Please copy, exactly as they appear below, the lines from the one containing "use clap::Subcommand;" through the one containing "fn from(action: TimerAction)".

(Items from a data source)
━━━━━━━━━━
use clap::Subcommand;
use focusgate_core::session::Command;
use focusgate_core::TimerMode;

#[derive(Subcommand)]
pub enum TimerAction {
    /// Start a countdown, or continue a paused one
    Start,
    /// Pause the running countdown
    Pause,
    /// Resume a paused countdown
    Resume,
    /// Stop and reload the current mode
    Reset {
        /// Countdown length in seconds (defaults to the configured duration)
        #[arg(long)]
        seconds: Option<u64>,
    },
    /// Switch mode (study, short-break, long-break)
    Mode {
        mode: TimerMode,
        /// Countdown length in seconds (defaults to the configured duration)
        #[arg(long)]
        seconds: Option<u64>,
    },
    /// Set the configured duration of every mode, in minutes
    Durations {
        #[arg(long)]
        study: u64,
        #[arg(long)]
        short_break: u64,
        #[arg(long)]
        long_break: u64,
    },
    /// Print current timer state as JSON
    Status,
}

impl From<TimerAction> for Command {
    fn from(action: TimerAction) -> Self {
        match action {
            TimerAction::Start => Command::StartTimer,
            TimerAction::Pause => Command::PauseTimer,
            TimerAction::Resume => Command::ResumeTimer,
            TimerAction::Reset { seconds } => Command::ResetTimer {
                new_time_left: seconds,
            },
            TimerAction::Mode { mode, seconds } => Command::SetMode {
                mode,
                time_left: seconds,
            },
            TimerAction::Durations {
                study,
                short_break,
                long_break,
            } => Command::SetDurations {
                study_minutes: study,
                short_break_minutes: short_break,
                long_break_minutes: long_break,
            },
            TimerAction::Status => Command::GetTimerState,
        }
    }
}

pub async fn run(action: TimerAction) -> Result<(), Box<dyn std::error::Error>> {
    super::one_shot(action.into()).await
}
━━━━━━━━━━
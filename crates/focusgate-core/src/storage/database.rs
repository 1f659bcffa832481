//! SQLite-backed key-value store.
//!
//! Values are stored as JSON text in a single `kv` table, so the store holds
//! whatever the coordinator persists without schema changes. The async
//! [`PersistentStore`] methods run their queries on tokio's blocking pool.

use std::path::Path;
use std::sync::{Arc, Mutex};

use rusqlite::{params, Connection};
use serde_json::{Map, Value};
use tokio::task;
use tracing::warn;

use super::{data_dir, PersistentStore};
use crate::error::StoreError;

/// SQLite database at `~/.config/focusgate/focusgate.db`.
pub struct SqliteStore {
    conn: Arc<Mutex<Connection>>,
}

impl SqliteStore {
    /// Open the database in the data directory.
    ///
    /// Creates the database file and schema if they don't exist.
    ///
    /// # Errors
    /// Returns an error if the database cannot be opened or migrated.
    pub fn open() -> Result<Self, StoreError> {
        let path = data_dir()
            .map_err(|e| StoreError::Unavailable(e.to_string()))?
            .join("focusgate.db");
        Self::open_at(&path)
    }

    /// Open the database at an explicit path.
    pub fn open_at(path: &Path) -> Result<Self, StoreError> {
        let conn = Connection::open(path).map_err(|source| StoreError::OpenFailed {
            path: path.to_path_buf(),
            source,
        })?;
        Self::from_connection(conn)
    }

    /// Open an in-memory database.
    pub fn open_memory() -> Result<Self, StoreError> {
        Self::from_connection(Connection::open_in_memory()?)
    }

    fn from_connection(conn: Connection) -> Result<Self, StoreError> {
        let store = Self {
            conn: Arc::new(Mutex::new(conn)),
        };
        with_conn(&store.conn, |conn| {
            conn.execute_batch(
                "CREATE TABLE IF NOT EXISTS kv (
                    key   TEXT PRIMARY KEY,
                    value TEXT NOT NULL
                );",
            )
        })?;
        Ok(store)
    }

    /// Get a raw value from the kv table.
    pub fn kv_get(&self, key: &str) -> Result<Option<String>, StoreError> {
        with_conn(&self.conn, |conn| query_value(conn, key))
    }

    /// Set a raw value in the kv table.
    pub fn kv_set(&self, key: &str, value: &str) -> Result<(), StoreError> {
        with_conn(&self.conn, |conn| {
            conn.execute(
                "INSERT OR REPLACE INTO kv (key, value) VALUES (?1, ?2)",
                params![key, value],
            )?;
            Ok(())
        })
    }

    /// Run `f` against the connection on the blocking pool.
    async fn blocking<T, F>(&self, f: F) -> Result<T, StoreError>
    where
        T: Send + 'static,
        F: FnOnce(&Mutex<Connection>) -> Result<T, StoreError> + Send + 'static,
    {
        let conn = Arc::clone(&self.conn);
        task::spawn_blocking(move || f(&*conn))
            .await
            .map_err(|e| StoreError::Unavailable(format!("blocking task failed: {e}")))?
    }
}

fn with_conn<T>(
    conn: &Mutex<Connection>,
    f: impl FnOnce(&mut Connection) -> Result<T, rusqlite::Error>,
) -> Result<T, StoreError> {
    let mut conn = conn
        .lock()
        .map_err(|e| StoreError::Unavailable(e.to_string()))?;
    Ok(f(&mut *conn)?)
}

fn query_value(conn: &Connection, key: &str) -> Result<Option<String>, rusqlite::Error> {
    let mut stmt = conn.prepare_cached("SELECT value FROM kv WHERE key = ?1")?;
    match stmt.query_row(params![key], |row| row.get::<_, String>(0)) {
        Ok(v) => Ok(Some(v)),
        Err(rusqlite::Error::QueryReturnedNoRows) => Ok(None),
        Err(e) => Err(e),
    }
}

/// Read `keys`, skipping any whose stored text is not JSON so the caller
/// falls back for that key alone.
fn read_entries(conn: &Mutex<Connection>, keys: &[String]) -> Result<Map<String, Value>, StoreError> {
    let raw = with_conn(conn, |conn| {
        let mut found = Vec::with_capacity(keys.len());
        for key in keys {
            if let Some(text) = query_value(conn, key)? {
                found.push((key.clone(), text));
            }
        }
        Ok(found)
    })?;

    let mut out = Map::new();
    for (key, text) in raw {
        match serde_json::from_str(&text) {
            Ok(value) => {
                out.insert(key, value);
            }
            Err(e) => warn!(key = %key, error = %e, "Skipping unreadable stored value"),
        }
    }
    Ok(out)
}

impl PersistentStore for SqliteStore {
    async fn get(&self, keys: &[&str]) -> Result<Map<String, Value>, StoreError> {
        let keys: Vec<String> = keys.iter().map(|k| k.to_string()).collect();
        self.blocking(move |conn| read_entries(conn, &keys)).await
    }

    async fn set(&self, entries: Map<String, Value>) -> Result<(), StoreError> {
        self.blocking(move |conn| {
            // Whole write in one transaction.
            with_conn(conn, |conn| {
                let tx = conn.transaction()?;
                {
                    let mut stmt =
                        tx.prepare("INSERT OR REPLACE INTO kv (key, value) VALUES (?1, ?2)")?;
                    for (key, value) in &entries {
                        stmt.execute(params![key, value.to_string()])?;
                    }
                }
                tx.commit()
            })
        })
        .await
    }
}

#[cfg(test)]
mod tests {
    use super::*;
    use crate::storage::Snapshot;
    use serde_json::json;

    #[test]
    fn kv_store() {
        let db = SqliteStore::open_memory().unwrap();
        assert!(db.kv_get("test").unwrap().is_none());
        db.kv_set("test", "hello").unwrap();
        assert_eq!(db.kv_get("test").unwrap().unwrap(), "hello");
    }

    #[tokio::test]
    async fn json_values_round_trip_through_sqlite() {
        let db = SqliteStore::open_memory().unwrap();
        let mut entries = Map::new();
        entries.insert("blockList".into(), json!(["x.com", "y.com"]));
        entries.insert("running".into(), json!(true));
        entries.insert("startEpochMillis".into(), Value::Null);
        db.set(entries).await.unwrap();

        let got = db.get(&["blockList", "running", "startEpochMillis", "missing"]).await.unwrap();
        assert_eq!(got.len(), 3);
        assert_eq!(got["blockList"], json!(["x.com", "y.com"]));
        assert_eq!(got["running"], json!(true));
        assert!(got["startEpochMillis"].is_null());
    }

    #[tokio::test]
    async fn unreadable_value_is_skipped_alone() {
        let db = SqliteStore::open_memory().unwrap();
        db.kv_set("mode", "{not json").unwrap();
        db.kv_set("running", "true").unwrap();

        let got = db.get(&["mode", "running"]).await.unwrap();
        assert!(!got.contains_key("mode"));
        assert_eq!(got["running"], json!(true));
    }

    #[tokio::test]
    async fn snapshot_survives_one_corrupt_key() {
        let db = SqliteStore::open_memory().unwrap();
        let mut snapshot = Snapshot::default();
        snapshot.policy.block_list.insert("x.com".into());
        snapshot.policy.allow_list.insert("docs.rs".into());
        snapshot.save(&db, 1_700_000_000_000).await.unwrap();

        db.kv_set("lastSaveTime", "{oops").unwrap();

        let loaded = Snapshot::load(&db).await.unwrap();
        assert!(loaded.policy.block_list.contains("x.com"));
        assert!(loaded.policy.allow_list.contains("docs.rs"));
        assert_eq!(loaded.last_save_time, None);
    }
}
━━━━━━━━━━
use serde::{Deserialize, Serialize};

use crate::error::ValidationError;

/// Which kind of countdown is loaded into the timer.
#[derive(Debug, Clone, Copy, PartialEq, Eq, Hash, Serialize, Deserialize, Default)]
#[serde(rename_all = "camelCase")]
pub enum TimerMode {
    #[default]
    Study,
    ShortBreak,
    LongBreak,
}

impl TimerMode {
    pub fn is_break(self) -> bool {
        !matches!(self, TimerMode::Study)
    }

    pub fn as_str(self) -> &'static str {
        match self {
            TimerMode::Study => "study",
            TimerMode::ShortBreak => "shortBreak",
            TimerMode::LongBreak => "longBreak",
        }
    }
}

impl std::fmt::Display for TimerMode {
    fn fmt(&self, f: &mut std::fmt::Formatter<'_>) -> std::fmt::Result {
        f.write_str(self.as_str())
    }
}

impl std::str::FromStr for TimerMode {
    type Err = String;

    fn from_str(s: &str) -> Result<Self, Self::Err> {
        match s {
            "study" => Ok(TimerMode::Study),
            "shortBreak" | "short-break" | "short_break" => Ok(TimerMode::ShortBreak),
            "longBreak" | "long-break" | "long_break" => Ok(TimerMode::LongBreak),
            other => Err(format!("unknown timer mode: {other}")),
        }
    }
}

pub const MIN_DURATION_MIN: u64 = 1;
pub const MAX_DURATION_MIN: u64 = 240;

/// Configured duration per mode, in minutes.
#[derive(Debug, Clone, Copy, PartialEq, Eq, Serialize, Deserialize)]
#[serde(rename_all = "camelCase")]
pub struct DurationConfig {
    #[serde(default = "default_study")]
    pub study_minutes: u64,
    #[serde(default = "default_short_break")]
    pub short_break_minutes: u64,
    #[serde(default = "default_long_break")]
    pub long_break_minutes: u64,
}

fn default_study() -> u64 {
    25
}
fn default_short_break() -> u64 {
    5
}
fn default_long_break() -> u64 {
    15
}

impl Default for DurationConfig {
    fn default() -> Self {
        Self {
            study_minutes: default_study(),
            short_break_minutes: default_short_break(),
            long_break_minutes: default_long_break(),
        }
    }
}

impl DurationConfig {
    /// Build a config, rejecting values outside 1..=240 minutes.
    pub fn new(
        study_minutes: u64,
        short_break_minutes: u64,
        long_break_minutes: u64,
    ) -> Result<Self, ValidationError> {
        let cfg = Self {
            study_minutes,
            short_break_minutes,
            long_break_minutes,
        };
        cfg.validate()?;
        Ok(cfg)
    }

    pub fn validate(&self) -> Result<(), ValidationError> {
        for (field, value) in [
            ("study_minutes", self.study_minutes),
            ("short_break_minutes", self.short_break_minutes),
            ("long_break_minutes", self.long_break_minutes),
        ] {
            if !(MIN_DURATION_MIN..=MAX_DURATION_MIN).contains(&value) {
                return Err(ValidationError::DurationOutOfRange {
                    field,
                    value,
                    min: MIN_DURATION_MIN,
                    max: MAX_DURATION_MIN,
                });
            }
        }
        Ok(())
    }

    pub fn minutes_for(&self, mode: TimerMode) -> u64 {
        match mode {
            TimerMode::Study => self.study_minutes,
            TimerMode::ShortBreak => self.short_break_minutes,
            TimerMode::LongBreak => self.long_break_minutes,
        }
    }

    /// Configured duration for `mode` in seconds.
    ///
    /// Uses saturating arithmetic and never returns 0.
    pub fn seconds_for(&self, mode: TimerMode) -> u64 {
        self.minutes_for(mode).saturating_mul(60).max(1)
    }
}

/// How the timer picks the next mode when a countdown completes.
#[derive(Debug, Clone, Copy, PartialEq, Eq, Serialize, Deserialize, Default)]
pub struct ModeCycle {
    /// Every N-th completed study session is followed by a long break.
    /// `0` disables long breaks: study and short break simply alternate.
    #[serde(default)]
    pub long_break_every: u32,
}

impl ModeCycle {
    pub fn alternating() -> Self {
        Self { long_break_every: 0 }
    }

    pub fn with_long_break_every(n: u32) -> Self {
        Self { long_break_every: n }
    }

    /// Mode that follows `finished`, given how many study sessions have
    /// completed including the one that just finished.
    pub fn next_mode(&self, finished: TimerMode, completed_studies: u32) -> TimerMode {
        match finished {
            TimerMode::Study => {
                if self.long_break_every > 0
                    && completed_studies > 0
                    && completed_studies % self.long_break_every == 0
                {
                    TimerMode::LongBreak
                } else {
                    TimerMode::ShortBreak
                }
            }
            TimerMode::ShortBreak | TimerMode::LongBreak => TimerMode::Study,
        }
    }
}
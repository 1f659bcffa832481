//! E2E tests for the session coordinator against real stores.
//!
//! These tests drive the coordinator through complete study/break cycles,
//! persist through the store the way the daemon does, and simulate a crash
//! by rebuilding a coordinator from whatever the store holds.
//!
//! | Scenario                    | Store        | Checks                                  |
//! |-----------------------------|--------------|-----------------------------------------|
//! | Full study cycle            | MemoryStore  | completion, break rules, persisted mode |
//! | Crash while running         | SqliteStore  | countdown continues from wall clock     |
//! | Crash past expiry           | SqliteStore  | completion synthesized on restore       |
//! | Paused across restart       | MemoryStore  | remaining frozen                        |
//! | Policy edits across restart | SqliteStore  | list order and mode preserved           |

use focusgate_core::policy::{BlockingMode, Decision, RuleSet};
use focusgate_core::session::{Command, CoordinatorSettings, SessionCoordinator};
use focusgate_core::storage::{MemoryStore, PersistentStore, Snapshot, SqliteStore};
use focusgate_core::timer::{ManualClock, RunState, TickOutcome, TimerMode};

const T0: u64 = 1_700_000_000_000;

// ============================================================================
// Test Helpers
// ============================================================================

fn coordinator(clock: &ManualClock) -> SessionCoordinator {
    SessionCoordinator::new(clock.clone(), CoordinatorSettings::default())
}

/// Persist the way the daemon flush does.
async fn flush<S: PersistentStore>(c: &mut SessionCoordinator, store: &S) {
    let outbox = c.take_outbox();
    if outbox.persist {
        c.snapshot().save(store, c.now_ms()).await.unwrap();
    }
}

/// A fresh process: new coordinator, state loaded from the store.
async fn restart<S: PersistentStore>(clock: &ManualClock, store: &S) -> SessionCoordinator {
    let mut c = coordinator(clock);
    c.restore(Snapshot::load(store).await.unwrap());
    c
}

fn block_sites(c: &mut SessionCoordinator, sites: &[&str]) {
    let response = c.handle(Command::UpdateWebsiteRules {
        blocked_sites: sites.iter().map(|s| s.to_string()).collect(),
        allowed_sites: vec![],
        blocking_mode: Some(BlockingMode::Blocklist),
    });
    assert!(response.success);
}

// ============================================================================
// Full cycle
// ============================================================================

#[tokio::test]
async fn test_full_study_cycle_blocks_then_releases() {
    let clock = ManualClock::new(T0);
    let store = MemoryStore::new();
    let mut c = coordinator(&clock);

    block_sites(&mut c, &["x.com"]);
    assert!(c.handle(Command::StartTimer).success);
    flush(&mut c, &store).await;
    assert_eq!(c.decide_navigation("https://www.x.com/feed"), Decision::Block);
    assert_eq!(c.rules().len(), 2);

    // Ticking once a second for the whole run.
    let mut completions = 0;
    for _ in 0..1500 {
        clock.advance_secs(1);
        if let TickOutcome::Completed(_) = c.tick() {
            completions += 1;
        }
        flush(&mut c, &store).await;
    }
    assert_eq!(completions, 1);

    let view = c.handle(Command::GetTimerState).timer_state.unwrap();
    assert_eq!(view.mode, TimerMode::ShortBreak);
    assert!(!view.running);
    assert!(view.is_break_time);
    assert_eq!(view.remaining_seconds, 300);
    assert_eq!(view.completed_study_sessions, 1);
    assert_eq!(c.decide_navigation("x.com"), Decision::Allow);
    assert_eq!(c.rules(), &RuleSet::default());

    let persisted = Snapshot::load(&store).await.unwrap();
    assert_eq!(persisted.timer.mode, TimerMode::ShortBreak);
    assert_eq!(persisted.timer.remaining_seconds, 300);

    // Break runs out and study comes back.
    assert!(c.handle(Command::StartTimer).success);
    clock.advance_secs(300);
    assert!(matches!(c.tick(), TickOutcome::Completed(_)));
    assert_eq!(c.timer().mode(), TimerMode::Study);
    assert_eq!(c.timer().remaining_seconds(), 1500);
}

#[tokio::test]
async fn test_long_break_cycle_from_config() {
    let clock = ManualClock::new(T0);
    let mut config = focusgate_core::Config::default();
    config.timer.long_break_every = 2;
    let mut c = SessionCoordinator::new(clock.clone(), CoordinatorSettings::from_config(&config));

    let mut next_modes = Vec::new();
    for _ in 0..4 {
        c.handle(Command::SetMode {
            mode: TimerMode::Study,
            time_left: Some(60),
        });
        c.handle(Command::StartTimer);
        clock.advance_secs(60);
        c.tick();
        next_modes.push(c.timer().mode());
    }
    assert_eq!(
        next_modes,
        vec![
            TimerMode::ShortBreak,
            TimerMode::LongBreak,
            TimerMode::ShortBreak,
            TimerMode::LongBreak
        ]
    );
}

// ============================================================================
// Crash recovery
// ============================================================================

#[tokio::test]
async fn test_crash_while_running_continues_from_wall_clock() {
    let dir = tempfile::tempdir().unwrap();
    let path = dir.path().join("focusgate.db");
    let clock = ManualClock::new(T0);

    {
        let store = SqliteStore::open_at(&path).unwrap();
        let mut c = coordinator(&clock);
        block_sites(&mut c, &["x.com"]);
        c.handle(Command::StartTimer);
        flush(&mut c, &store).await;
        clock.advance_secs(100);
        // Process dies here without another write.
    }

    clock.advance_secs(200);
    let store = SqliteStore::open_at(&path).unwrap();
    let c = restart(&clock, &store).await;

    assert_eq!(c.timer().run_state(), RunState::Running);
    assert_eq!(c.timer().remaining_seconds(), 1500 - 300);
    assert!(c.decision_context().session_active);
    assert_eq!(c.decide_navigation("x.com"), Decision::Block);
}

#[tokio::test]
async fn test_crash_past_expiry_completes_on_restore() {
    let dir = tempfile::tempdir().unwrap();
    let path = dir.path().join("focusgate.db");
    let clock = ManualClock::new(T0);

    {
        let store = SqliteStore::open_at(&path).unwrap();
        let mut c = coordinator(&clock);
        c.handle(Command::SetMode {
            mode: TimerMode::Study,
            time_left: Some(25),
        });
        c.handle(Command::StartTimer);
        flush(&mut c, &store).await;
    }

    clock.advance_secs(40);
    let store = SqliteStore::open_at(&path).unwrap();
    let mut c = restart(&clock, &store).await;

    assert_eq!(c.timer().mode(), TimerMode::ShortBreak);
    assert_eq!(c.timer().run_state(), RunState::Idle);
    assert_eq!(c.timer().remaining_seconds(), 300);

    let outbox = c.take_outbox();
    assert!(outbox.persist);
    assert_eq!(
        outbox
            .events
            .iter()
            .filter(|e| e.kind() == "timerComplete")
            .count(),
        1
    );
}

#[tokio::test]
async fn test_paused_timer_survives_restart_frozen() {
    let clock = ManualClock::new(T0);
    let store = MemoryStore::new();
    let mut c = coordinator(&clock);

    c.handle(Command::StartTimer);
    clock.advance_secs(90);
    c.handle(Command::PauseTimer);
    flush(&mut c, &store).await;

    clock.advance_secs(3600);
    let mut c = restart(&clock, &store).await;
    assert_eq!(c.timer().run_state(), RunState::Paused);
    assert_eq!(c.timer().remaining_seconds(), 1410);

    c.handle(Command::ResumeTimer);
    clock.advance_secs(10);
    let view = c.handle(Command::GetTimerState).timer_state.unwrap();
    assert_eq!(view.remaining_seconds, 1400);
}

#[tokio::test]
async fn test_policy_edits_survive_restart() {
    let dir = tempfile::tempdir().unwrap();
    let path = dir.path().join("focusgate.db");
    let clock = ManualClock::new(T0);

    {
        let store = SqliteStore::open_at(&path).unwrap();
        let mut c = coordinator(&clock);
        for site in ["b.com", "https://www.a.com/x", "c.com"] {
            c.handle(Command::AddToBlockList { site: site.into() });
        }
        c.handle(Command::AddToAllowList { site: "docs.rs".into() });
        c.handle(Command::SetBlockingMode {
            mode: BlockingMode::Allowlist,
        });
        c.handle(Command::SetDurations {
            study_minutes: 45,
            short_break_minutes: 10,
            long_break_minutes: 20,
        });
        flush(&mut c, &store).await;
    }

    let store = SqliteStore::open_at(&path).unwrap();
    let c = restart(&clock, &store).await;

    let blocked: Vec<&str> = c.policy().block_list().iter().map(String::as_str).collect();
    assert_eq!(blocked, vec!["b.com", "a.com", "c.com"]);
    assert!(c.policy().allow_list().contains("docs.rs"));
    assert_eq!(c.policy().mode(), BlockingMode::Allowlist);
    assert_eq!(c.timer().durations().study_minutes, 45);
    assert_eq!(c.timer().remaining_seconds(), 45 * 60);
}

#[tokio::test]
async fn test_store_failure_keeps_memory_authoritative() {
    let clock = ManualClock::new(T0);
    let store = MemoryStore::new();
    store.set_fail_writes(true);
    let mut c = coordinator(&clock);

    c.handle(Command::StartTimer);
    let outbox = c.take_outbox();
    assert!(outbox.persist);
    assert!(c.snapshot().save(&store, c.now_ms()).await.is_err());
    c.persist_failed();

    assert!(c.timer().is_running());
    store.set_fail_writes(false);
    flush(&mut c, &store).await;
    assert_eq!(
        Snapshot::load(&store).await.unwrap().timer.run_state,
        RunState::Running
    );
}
━━━━━━━━━━
# [Response to this exercise]
use clap::Subcommand;
use focusgate_core::session::Command;
use focusgate_core::TimerMode;

#[derive(Subcommand)]
pub enum TimerAction {
    /// Start a countdown, or continue a paused one
    Start,
    /// Pause the running countdown
    Pause,
    /// Resume a paused countdown
    Resume,
    /// Stop and reload the current mode
    Reset {
        /// Countdown length in seconds (defaults to the configured duration)
        #[arg(long)]
        seconds: Option<u64>,
    },
    /// Switch mode (study, short-break, long-break)
    Mode {
        mode: TimerMode,
        /// Countdown length in seconds (defaults to the configured duration)
        #[arg(long)]
        seconds: Option<u64>,
    },
    /// Set the configured duration of every mode, in minutes
    Durations {
        #[arg(long)]
        study: u64,
        #[arg(long)]
        short_break: u64,
        #[arg(long)]
        long_break: u64,
    },
    /// Print current timer state as JSON
    Status,
}

impl From<TimerAction> for Command {
    fn from(action: TimerAction) -> Self {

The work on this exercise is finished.